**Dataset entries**
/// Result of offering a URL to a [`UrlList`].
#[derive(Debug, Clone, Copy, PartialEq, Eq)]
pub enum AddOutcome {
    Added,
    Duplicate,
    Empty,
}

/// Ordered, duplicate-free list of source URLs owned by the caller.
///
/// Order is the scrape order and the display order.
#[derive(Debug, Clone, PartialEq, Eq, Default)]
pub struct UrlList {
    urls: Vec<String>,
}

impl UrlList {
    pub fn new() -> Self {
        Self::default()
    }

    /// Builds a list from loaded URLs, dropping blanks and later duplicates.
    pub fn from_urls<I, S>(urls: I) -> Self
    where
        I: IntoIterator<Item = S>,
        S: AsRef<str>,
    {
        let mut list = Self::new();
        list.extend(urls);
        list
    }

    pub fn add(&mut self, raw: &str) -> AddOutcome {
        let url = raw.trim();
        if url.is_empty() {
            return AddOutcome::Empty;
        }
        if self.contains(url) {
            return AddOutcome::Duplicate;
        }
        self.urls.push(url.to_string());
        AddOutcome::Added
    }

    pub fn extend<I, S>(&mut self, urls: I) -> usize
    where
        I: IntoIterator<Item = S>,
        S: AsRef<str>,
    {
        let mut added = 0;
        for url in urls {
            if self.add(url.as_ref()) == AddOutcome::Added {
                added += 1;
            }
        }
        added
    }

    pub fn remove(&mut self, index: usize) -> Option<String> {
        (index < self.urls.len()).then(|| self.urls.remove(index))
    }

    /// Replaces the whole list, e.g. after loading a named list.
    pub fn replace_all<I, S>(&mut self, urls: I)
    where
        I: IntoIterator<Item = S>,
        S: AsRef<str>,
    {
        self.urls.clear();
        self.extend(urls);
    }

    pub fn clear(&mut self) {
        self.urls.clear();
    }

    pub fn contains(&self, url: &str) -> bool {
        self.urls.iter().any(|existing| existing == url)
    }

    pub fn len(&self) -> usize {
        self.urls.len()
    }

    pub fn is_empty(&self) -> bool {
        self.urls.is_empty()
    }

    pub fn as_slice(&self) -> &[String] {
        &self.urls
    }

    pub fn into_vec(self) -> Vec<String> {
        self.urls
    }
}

**Exercise requirements**
Which lines run from the one holding "self.urls.is_empty()" through the end of the data? Write them out exactly, ends included, and add nothing.

**Response for this exercise**
        self.urls.is_empty()
    }

    pub fn as_slice(&self) -> &[String] {
        &self.urls
    }

    pub fn into_vec(self) -> Vec<String> {
        self.urls
    }
}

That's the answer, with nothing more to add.